Perhaps most importantly, the Court pointed out that Mr. Comeau’s pattern of conduct over the years showed a continuing effort to preserve the integrity and value of the property ultimately benefiting the interests of the remaindermen. Therefore, in the absence of any harm to the property, Mr. Comeau’s pursuit of an arguable claim for reimbursement was not a material breach of the letter or purpose of the condition subsequent of the trust and thus did not warrant the severe sanction of dissolution of his life estate.

Matteson v. Walsh

In May 2011, in its decision in Matteson v. Walsh, 79 Mass. App. Ct. 402 (May 2, 2011), the Appeals Court amplified on the theme that a life tenant has an obligation to preserve the integrity and value of the property.

In her will, Dorothy Walsh devised real property in Chatham consisting of a summer cottage and an unattached garage to her son Robert Walsh as the life tenant, and thereafter, upon his death, to his heirs and her other two children, Elizabeth Gay Matteson and Catherine Baisly, as the remaindermen.

Mr. Walsh resided at the property, but he stopped paying taxes in or about 2004, resulting in the town’s issuance of a notice of tax-taking. Mr. Walsh also stopped paying to maintain the property, causing it to fall into disrepair. Ms. Matteson paid some of the delinquent taxes and hired someone to repair the premises, which were described as being in “considerable distress.” Eventually, however, she filed suit against Mr. Walsh for waste.

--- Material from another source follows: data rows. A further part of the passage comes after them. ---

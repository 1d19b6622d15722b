//! Administrative endpoints. Access control for this scope is enforced in front of the
//! service, not here.

use actix_web::{web, HttpResponse};

use crate::config::BookingPolicy;
use crate::db::store::ReservationStore;
use crate::errors::BookingError;
use crate::models::{
    pricing::PricingConfig,
    reservation::{AdminReservationInput, ReservationStatus, StatusUpdate},
};
use crate::services::booking_service::BookingService;

pub fn config(cfg: &mut web::ServiceConfig) {
    cfg.service(
        web::scope("/admin")
            .route("/reservations", web::post().to(create_reservation))
            .route("/reservations/{id}/status", web::put().to(update_status))
            .route("/cabanas/{id}/pricing", web::put().to(update_pricing)),
    );
}

/*
    /api/admin/reservations
*/
pub async fn create_reservation(
    store: web::Data<dyn ReservationStore>,
    policy: web::Data<BookingPolicy>,
    input: web::Json<AdminReservationInput>,
) -> Result<HttpResponse, BookingError> {
    let input = input.into_inner();
    let cabana_id = BookingService::parse_id(&input.cabana_id)?;
    let reservation = BookingService::create_reservation(
        store.get_ref(),
        &cabana_id,
        input.reservation,
        input.status.unwrap_or(ReservationStatus::Confirmed),
        &policy,
    )
    .await?;
    Ok(HttpResponse::Created().json(reservation))
}

/*
    /api/admin/reservations/{id}/status
*/
pub async fn update_status(
    store: web::Data<dyn ReservationStore>,
    path: web::Path<String>,
    input: web::Json<StatusUpdate>,
) -> Result<HttpResponse, BookingError> {
    let id = BookingService::parse_id(&path.into_inner())?;
    let reservation = BookingService::update_status(store.get_ref(), &id, input.status).await?;
    Ok(HttpResponse::Ok().json(reservation))
}

/*
    /api/admin/cabanas/{id}/pricing
*/
pub async fn update_pricing(
    store: web::Data<dyn ReservationStore>,
    path: web::Path<String>,
    input: web::Json<PricingConfig>,
) -> Result<HttpResponse, BookingError> {
    let id = BookingService::parse_id(&path.into_inner())?;
    let cabana = BookingService::update_pricing(store.get_ref(), &id, input.into_inner()).await?;
    Ok(HttpResponse::Ok().json(cabana))
}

The superior court found that Mr. Walsh had committed waste through his non-payment of taxes and by allowing the deterioration of the buildings, ordering him to reimburse Ms. Matteson for the taxes and $53,000 in repair costs she had paid. The superior court also divested Mr. Walsh of his life estate and ordered that he, Ms. Matteson and Ms. Baisly were to hold title to the property as tenants in common.

The Appeals Court affirmed in part, rejecting Mr. Walsh’s argument that his failure to pay taxes did not result in waste because the property was neither seized nor sold. The Court explained that the only reason why the property was not seized and sold was that Ms. Matteson had stepped in to pay the outstanding debt, and that the threat to the remainder interests was sufficient to constitute prejudice to the inheritance. “Permitting the real estate taxes assessed to the property to remain unpaid to the point that the taxing authority records a tax-taking amounts to waste.”

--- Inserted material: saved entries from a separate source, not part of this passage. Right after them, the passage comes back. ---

use chrono::NaiveDate;
use mongodb::bson::{oid::ObjectId, DateTime};
use serde::{Deserialize, Serialize};

/// Head count for a stay. The base price already covers two adults.
#[derive(Debug, Clone, Copy, PartialEq, Eq, Serialize, Deserialize)]
pub struct Occupancy {
    #[serde(rename = "adultos")]
    pub adults: u32,
    #[serde(rename = "menores", default)]
    pub minors: u32,
    /// Children under three.
    #[serde(rename = "menores3", default)]
    pub infants: u32,
}

impl Occupancy {
    pub const INCLUDED_ADULTS: u32 = 2;

    pub fn new(adults: u32, minors: u32, infants: u32) -> Self {
        Self {
            adults,
            minors,
            infants,
        }
    }

    pub fn total_guests(&self) -> u32 {
        self.adults + self.minors + self.infants
    }

    pub fn extra_adults(&self) -> u32 {
        self.adults.saturating_sub(Self::INCLUDED_ADULTS)
    }
}

impl Default for Occupancy {
    fn default() -> Self {
        Self::new(Self::INCLUDED_ADULTS, 0, 0)
    }
}

#[derive(Debug, Clone, Copy, PartialEq, Eq, Serialize, Deserialize)]
pub struct StayInterval {
    #[serde(rename = "checkIn")]
    pub check_in: NaiveDate,
    #[serde(rename = "checkOut")]
    pub check_out: NaiveDate,
}

impl StayInterval {
    pub fn new(check_in: NaiveDate, check_out: NaiveDate) -> Self {
        Self {
            check_in,
            check_out,
        }
    }

    /// Number of nights; zero or negative when the interval is inverted.
    pub fn nights(&self) -> i64 {
        (self.check_out - self.check_in).num_days()
    }

    pub fn is_valid(&self) -> bool {
        self.check_out > self.check_in
    }
}

#[derive(Debug, Clone, Copy, PartialEq, Eq, Hash, Serialize, Deserialize)]
#[serde(rename_all = "lowercase")]
pub enum ReservationStatus {
    Pending,
    Confirmed,
    Cancelled,
}

impl ReservationStatus {
    /// Pending and confirmed reservations hold their dates; cancelled ones release them.
    pub fn is_blocking(&self) -> bool {
        matches!(self, ReservationStatus::Pending | ReservationStatus::Confirmed)
    }

    pub fn as_str(&self) -> &'static str {
        match self {
            ReservationStatus::Pending => "pending",
            ReservationStatus::Confirmed => "confirmed",
            ReservationStatus::Cancelled => "cancelled",
        }
    }

    pub fn blocking_values() -> [&'static str; 2] {
        [
            ReservationStatus::Pending.as_str(),
            ReservationStatus::Confirmed.as_str(),
        ]
    }
}

/// An existing reservation's dates as seen by the availability checker.
#[derive(Debug, Clone, Copy, PartialEq, Eq, Serialize, Deserialize)]
pub struct BookedInterval {
    #[serde(rename = "checkIn")]
    pub check_in: NaiveDate,
    #[serde(rename = "checkOut")]
    pub check_out: NaiveDate,
    pub status: ReservationStatus,
}

impl BookedInterval {
    pub fn interval(&self) -> StayInterval {
        StayInterval::new(self.check_in, self.check_out)
    }
}

impl From<&Reservation> for BookedInterval {
    fn from(reservation: &Reservation) -> Self {
        Self {
            check_in: reservation.check_in,
            check_out: reservation.check_out,
            status: reservation.status,
        }
    }
}

#[derive(Debug, Clone, PartialEq, Serialize, Deserialize)]
pub struct NightlyPrice {
    #[serde(rename = "fecha")]
    pub date: NaiveDate,
    #[serde(rename = "precioBase")]
    pub base_price: f64,
    #[serde(rename = "precioTotal")]
    pub total_price: f64,
    #[serde(rename = "temporada")]
    pub season: String,
    #[serde(rename = "esTemporadaEspecial")]
    pub is_special_season: bool,
}

#[derive(Debug, Clone, PartialEq, Default, Serialize, Deserialize)]
pub struct PriceBreakdown {
    pub total: f64,
    #[serde(rename = "noches")]
    pub nights: u32,
    #[serde(rename = "desglose")]
    pub nightly: Vec<NightlyPrice>,
    #[serde(rename = "adicionalPersonasPorNoche")]
    pub guest_surcharge_per_night: f64,
}

#[derive(Debug, Clone, PartialEq, Eq, Serialize, Deserialize)]
pub struct Guest {
    #[serde(rename = "nombre")]
    pub name: String,
    pub email: String,
    #[serde(rename = "telefono", default, skip_serializing_if = "Option::is_none")]
    pub phone: Option<String>,
}

/// Persisted reservation snapshot. The breakdown is copied in at creation time and never
/// recomputed.
#[derive(Debug, Clone, Serialize, Deserialize)]
pub struct Reservation {
    #[serde(rename = "_id", skip_serializing_if = "Option::is_none")]
    pub id: Option<ObjectId>,
    #[serde(rename = "cabanaId")]
    pub cabana_id: ObjectId,
    #[serde(rename = "codigo")]
    pub code: String,
    #[serde(rename = "huesped")]
    pub guest: Guest,
    #[serde(rename = "adultos")]
    pub adults: u32,
    #[serde(rename = "menores")]
    pub minors: u32,
    #[serde(rename = "menores3")]
    pub infants: u32,
    #[serde(rename = "checkIn")]
    pub check_in: NaiveDate,
    #[serde(rename = "checkOut")]
    pub check_out: NaiveDate,
    #[serde(rename = "noches")]
    pub nights: u32,
    #[serde(rename = "desglosePrecios")]
    pub nightly_prices: Vec<NightlyPrice>,
    #[serde(rename = "adicionalPersonasPorNoche")]
    pub guest_surcharge_per_night: f64,
    pub total: f64,
    pub status: ReservationStatus,
    #[serde(rename = "createdAt", skip_serializing_if = "Option::is_none")]
    pub created_at: Option<DateTime>,
    #[serde(rename = "updatedAt", skip_serializing_if = "Option::is_none")]
    pub updated_at: Option<DateTime>,
}

impl Reservation {
    pub fn occupancy(&self) -> Occupancy {
        Occupancy::new(self.adults, self.minors, self.infants)
    }

    pub fn stay(&self) -> StayInterval {
        StayInterval::new(self.check_in, self.check_out)
    }
}

/// Body of a guest reservation request.
#[derive(Debug, Clone, Deserialize, Serialize)]
pub struct ReservationInput {
    #[serde(rename = "huesped")]
    pub guest: Guest,
    #[serde(rename = "checkIn")]
    pub check_in: NaiveDate,
    #[serde(rename = "checkOut")]
    pub check_out: NaiveDate,
    #[serde(flatten)]
    pub occupancy: Occupancy,
}

/// Body of an administrative reservation request.
#[derive(Debug, Clone, Deserialize, Serialize)]
pub struct AdminReservationInput {
    #[serde(rename = "cabanaId")]
    pub cabana_id: String,
    #[serde(flatten)]
    pub reservation: ReservationInput,
    #[serde(default, skip_serializing_if = "Option::is_none")]
    pub status: Option<ReservationStatus>,
}

#[derive(Debug, Clone, Deserialize, Serialize)]
pub struct StatusUpdate {
    pub status: ReservationStatus,
}

/// Body of a price quote request. Dates may be missing while a guest is still picking them.
#[derive(Debug, Clone, Deserialize, Serialize)]
pub struct QuoteRequest {
    #[serde(rename = "checkIn", default)]
    pub check_in: Option<NaiveDate>,
    #[serde(rename = "checkOut", default)]
    pub check_out: Option<NaiveDate>,
    #[serde(flatten)]
    pub occupancy: Occupancy,
}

The Court also rejected Mr. Walsh’s argument that his failure to maintain the property amounted to permissive waste for which he, as a life tenant, cannot be liable. The Court reasoned that the notion of permissive waste applies to a tenant at will, and that a life tenant is under a higher duty to preserve the estate for the benefit of the remaindermen.

As for the appropriate relief, the Court held that the superior court had erred in granting Mr. Walsh a fee interest in common after having ordered divestment of his life estate. When Mr. Walsh was divested of his life estate, the remainder interests vested, and he did not hold a remainder interest. If he had any heirs, their remainder interests might have vested, but he had none, and although he theoretically could have still produced an heir, the remainder interests are determined as of the date of recovery under the statute of waste, M.G.L. c. 242, § 1.


With these decisions, the Appeals Court fired an unmistakable warning shot: a life tenant is merely a visitor at the property in which he or she resides, and as such the life tenant must take care to preserve (i.e., not waste) the property for the benefit of the remaindermen. Every life tenant would be well-advised to heed this warning.